In repose, his face looked even younger than his twenty-eight years would have led one to expect. His close-cropped brown hair added to the impression of youth, and the well-tailored suit on his slim, muscular body added to the effect. At any top-flight university, he could have passes for a well-bred, sophisticated, intelligent student who had money enough to indulge himself and sense enough not to overdo it.

He was beginning to understand the pattern that was being woven in the room above—beginning to feel it in depth.

Senator Gonzalez was mildly telepathic, inasmuch as he could pick up thoughts in the prevocal stage—the stage at which thought becomes definitely organized into words, phrases, and sentences. He could go a little deeper, into the selectivity stage, where the linking processes of logic took over from the nonlogical but rational processes of the preconscious—but only if he knew the person well. Where the senator excelled was in detecting emotional tone and manipulating emotional processes, both within himself and within others.

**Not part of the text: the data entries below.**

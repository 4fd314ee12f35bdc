//! Clap argument definitions for the `parceq` CLI.

use clap::{ArgAction, Args, Parser, Subcommand};
use parceq_config::OutputFormat;

/// Parse a shingle order, which must be at least 1.
fn parse_order(s: &str) -> Result<usize, String> {
    match s.parse::<usize>() {
        Ok(0) => Err("shingle order must be at least 1".into()),
        Ok(n) => Ok(n),
        Err(e) => Err(e.to_string()),
    }
}

/// Parse an output format from a string.
fn parse_format(s: &str) -> Result<OutputFormat, String> {
    s.parse()
}

/// Top-level CLI options.
#[derive(Parser, Debug)]
#[command(name = "parceq")]
#[command(about = "Inspect how search queries are tokenized and parsed")]
pub struct Cli {
    /// Log verbosity (-v for debug, -vv for trace)
    #[arg(short = 'v', long, action = ArgAction::Count, global = true)]
    pub verbose: u8,

    /// Subcommand to execute.
    #[command(subcommand)]
    pub command: Commands,
}

/// Arguments for `parceq tokens`.
#[derive(Args, Debug, Clone)]
pub struct TokensCommand {
    /// Query text (read from stdin if omitted)
    pub query: Option<String>,

    /// Output in JSON format
    #[arg(long)]
    pub json: bool,
}

/// Arguments for `parceq parse`.
#[derive(Args, Debug, Clone)]
pub struct ParseCommand {
    /// Query text (read from stdin if omitted)
    pub query: Option<String>,

    /// Largest shingle order to add to each term run [default: 1]
    #[arg(short = 's', long, value_parser = parse_order)]
    pub shingle: Option<usize>,

    /// Separator placed between shingled words [default: " "]
    #[arg(long)]
    pub separator: Option<String>,

    /// Output format: tree, compact, json [default: tree]
    #[arg(short = 'f', long, value_parser = parse_format)]
    pub format: Option<OutputFormat>,
}

/// Arguments for `parceq init`.
#[derive(Args, Debug, Clone)]
pub struct InitCommand {
    /// Create global ~/.parceq.toml instead
    #[arg(long)]
    pub global: bool,

    /// Overwrite existing configuration file
    #[arg(long)]
    pub force: bool,
}

/// Supported `parceq` subcommands.
#[derive(Subcommand, Debug)]
pub enum Commands {
    /// Show the tokens of a query
    Tokens(TokensCommand),

    /// Parse a query and show the normalized expression
    #[command(after_help = "\
QUERY SYNTAX:
  word1 word2       Adjacent words, boosted as a group
  \"phrase\"          Quoted text is a single term
  +term             Term is required
  -term             Term is excluded
  a OR b, a || b    Either term (binds tighter than AND)
  a AND b, a && b   Both terms
  \\-1, \\(x\\)        Backslash makes an operator literal

EXAMPLES:
  parceq parse 'rust async'
  parceq parse 'rust -deprecated +tokio'
  parceq parse --shingle 2 'new york pizza'
  echo 'a OR b' | parceq parse --format json")]
    Parse(ParseCommand),

    /// Show effective configuration settings
    Config,

    /// Initialize parceq configuration in current directory
    Init(InitCommand),
}

impl Commands {
    /// Returns whether the command reads the merged configuration.
    ///
    /// `init` must work even when an existing config file is invalid.
    pub fn uses_config(&self) -> bool {
        matches!(self, Self::Parse(_) | Self::Config)
    }
}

Brian Taggert was an analyzer, an originator, a motivator—and more. The young man found himself avoiding too deep a probe into the mind of Brian Taggert; he knew that he had not yet achieved the maturity to understand the multilayered depths of a mind like that. Eventually, perhaps....

Not that Senator Gonzales was a child, nor that he was emotionally or intellectually shallow. It was merely that he was not of Taggert's caliber.

The young man absently took another drag from his cigarette. Taggert had explained the basic problem to him, but he was getting a wider picture from the additional information that Senator Gonzales had brought.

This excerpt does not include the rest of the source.